Below are some records; quote exactly the lines from the one that contains "pub const VERSION: &str" through the one that contains "self.fail_when = Some(Box::new(predicate));", inclusive, and no others.

━━━━━━━━━━━━━━━━━━━━

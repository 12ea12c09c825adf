//! INI parsing logic for converting `Ini` → `ConfigFile`.
//!
//! The single place where INI key names are mapped to struct fields.

use std::path::PathBuf;

use ini::Ini;

use super::file::{ConfigFile, ConfigFileError};

/// Parse an `Ini` object into a `ConfigFile`.
///
/// Blank values are treated as absent.
pub(super) fn parse_ini(ini: &Ini) -> Result<ConfigFile, ConfigFileError> {
    let mut config = ConfigFile::default();

    // [engine] section
    if let Some(section) = ini.section(Some("engine")) {
        if let Some(v) = non_empty(section.get("kind")) {
            config.engine.kind = Some(v.parse().map_err(|reason| ConfigFileError::InvalidValue {
                section: "engine".to_string(),
                key: "kind".to_string(),
                value: v.to_string(),
                reason,
            })?);
        }
        if let Some(v) = non_empty(section.get("executable")) {
            config.engine.executable = Some(expand_tilde(v));
        }
        if let Some(v) = non_empty(section.get("memory_limit_gb")) {
            config.engine.memory_limit_gb =
                Some(v.parse().map_err(|_| ConfigFileError::InvalidValue {
                    section: "engine".to_string(),
                    key: "memory_limit_gb".to_string(),
                    value: v.to_string(),
                    reason: "must be a non-negative integer (0 = no limit)".to_string(),
                })?);
        }
        if let Some(v) = non_empty(section.get("timeout_secs")) {
            let secs = v
                .parse::<u64>()
                .ok()
                .filter(|secs| *secs > 0)
                .ok_or_else(|| ConfigFileError::InvalidValue {
                    section: "engine".to_string(),
                    key: "timeout_secs".to_string(),
                    value: v.to_string(),
                    reason: "must be a positive integer (seconds)".to_string(),
                })?;
            config.engine.timeout_secs = Some(secs);
        }
    }

    // [merge] section
    if let Some(section) = ini.section(Some("merge")) {
        if let Some(v) = non_empty(section.get("temp_dir")) {
            config.merge.temp_dir = Some(expand_tilde(v));
        }
        if let Some(v) = non_empty(section.get("workers")) {
            let workers = v
                .parse::<usize>()
                .ok()
                .filter(|n| *n > 0)
                .ok_or_else(|| ConfigFileError::InvalidValue {
                    section: "merge".to_string(),
                    key: "workers".to_string(),
                    value: v.to_string(),
                    reason: "must be a positive integer".to_string(),
                })?;
            config.merge.workers = Some(workers);
        }
        if let Some(v) = non_empty(section.get("tile_extension")) {
            let ext = v.trim_start_matches('.');
            if ext.is_empty() || ext.contains('.') {
                return Err(ConfigFileError::InvalidValue {
                    section: "merge".to_string(),
                    key: "tile_extension".to_string(),
                    value: v.to_string(),
                    reason: "expected a file extension like 'png'".to_string(),
                });
            }
            config.merge.tile_extension = Some(ext.to_string());
        }
    }

    // [logging] section
    if let Some(section) = ini.section(Some("logging")) {
        if let Some(v) = non_empty(section.get("file")) {
            config.logging.file = Some(expand_tilde(v));
        }
    }

    Ok(config)
}

fn non_empty(value: Option<&str>) -> Option<&str> {
    value.map(str::trim).filter(|v| !v.is_empty())
}

/// Expand a leading `~/` to the home directory.
pub(super) fn expand_tilde(path: &str) -> PathBuf {
    if let Some(stripped) = path.strip_prefix("~/") {
        if let Some(home) = dirs::home_dir() {
            return home.join(stripped);
        }
    }
    PathBuf::from(path)
}
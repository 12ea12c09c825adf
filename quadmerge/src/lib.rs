//! Quadmerge - flatten quadtree tile pyramids into a single image
//!
//! Map renderers store a zoomable map as nested directories where every level
//! holds up to four children named `0`..`3`, one per quadrant of the parent.
//! This library walks such a pyramid, maps each tile's directory path to its
//! position in a flat `2^depth × 2^depth` grid and drives an external raster
//! engine to stitch rows and then the full image.
//!
//! # Pipeline
//!
//! ```text
//! locator ──► quadtree ──► grid ──► postprocess ──► output file
//!   (depth,     (cell →     (rows,     (crop,
//!    tiles)      path)       merge)     resize)
//!                  ▲
//!             placeholder
//! ```
//!
//! All pixel work goes through the [`engine::RasterEngine`] trait.

pub mod config;
pub mod engine;
pub mod error;
pub mod grid;
pub mod locator;
pub mod logging;
pub mod merger;
pub mod placeholder;
pub mod postprocess;
pub mod quadtree;
pub mod scratch;

pub use config::{ConfigFile, MergeConfig};
pub use engine::{EngineKind, RasterEngine};
pub use error::{MergeError, MergeResult, Stage};
pub use merger::{MergeReport, Merger};

/// Library version, taken from the workspace manifest.
pub const VERSION: &str = env!("CARGO_PKG_VERSION");
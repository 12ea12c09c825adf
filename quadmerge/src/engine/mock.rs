//! Recording engine for tests.

use std::fs;
use std::path::{Path, PathBuf};
use std::sync::Mutex;

use super::{Dimensions, EngineError, RasterEngine};

/// One recorded engine invocation.
#[derive(Debug, Clone, PartialEq, Eq)]
pub enum Call {
    Dimensions(PathBuf),
    Blank(Dimensions, PathBuf),
    AppendHorizontal(Vec<PathBuf>, PathBuf),
    AppendVertical(Vec<PathBuf>, PathBuf),
    Trim(PathBuf, u8, PathBuf),
    Resize(PathBuf, u32, PathBuf),
}

impl Call {
    fn output(&self) -> Option<&Path> {
        match self {
            Call::Dimensions(_) => None,
            Call::Blank(_, out)
            | Call::AppendHorizontal(_, out)
            | Call::AppendVertical(_, out)
            | Call::Trim(_, _, out)
            | Call::Resize(_, _, out) => Some(out),
        }
    }
}

type FailWhen = Box<dyn Fn(&Call) -> bool + Send + Sync>;

/// Engine that records every call and writes a marker file as output.
pub struct RecordingEngine {
    size: Dimensions,
    calls: Mutex<Vec<Call>>,
    fail_when: Option<FailWhen>,
}

impl RecordingEngine {
    pub fn new() -> Self {
        Self {
            size: Dimensions::new(256, 256),
            calls: Mutex::new(Vec::new()),
            fail_when: None,
        }
    }

    /// Fail every call matching `predicate` with an engine error.
    pub fn failing_when(
        mut self,
        predicate: impl Fn(&Call) -> bool + Send + Sync + 'static,
    ) -> Self {
        self.fail_when = Some(Box::new(predicate));
        self
    }

    pub fn calls(&self) -> Vec<Call> {
        self.calls.lock().unwrap().clone()
    }

    /// Input lists of all horizontal appends, in call order.
    pub fn rows(&self) -> Vec<(Vec<PathBuf>, PathBuf)> {
        self.calls()
            .into_iter()
            .filter_map(|c| match c {
                Call::AppendHorizontal(inputs, out) => Some((inputs, out)),
                _ => None,
            })
            .collect()
    }

    fn record(&self, call: Call) -> Result<(), EngineError> {
        let fail = self.fail_when.as_ref().is_some_and(|f| f(&call));
        let output = call.output().map(Path::to_path_buf);
        self.calls.lock().unwrap().push(call);

        if fail {
            return Err(EngineError::Failed {
                status: "exit status: 1".to_string(),
                stderr: "mock failure".to_string(),
            });
        }
        if let Some(out) = output {
            fs::write(out, b"mock")?;
        }
        Ok(())
    }
}

impl RasterEngine for RecordingEngine {
    fn name(&self) -> &str {
        "recording"
    }

    fn dimensions(&self, image: &Path) -> Result<Dimensions, EngineError> {
        self.record(Call::Dimensions(image.to_path_buf()))?;
        Ok(self.size)
    }

    fn blank(&self, size: Dimensions, output: &Path) -> Result<(), EngineError> {
        self.record(Call::Blank(size, output.to_path_buf()))
    }

    fn append_horizontal(&self, inputs: &[PathBuf], output: &Path) -> Result<(), EngineError> {
        self.record(Call::AppendHorizontal(inputs.to_vec(), output.to_path_buf()))
    }

    fn append_vertical(&self, inputs: &[PathBuf], output: &Path) -> Result<(), EngineError> {
        self.record(Call::AppendVertical(inputs.to_vec(), output.to_path_buf()))
    }

    fn trim(&self, input: &Path, fuzz_percent: u8, output: &Path) -> Result<(), EngineError> {
        self.record(Call::Trim(
            input.to_path_buf(),
            fuzz_percent,
            output.to_path_buf(),
        ))
    }

    fn resize(&self, input: &Path, percent: u32, output: &Path) -> Result<(), EngineError> {
        self.record(Call::Resize(
            input.to_path_buf(),
            percent,
            output.to_path_buf(),
        ))
    }
}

━━━━━━━━━━━━━━━━━━━━

◆ OUTPUT BELOW ◆
pub const VERSION: &str = env!("CARGO_PKG_VERSION");
repository 12ea12c09c825adf
filename quadmerge/src/engine/mock.rs
//! Recording engine for tests.

use std::fs;
use std::path::{Path, PathBuf};
use std::sync::Mutex;

use super::{Dimensions, EngineError, RasterEngine};

/// One recorded engine invocation.
#[derive(Debug, Clone, PartialEq, Eq)]
pub enum Call {
    Dimensions(PathBuf),
    Blank(Dimensions, PathBuf),
    AppendHorizontal(Vec<PathBuf>, PathBuf),
    AppendVertical(Vec<PathBuf>, PathBuf),
    Trim(PathBuf, u8, PathBuf),
    Resize(PathBuf, u32, PathBuf),
}

impl Call {
    fn output(&self) -> Option<&Path> {
        match self {
            Call::Dimensions(_) => None,
            Call::Blank(_, out)
            | Call::AppendHorizontal(_, out)
            | Call::AppendVertical(_, out)
            | Call::Trim(_, _, out)
            | Call::Resize(_, _, out) => Some(out),
        }
    }
}

type FailWhen = Box<dyn Fn(&Call) -> bool + Send + Sync>;

/// Engine that records every call and writes a marker file as output.
pub struct RecordingEngine {
    size: Dimensions,
    calls: Mutex<Vec<Call>>,
    fail_when: Option<FailWhen>,
}

impl RecordingEngine {
    pub fn new() -> Self {
        Self {
            size: Dimensions::new(256, 256),
            calls: Mutex::new(Vec::new()),
            fail_when: None,
        }
    }

    /// Fail every call matching `predicate` with an engine error.
    pub fn failing_when(
        mut self,
        predicate: impl Fn(&Call) -> bool + Send + Sync + 'static,
    ) -> Self {
        self.fail_when = Some(Box::new(predicate));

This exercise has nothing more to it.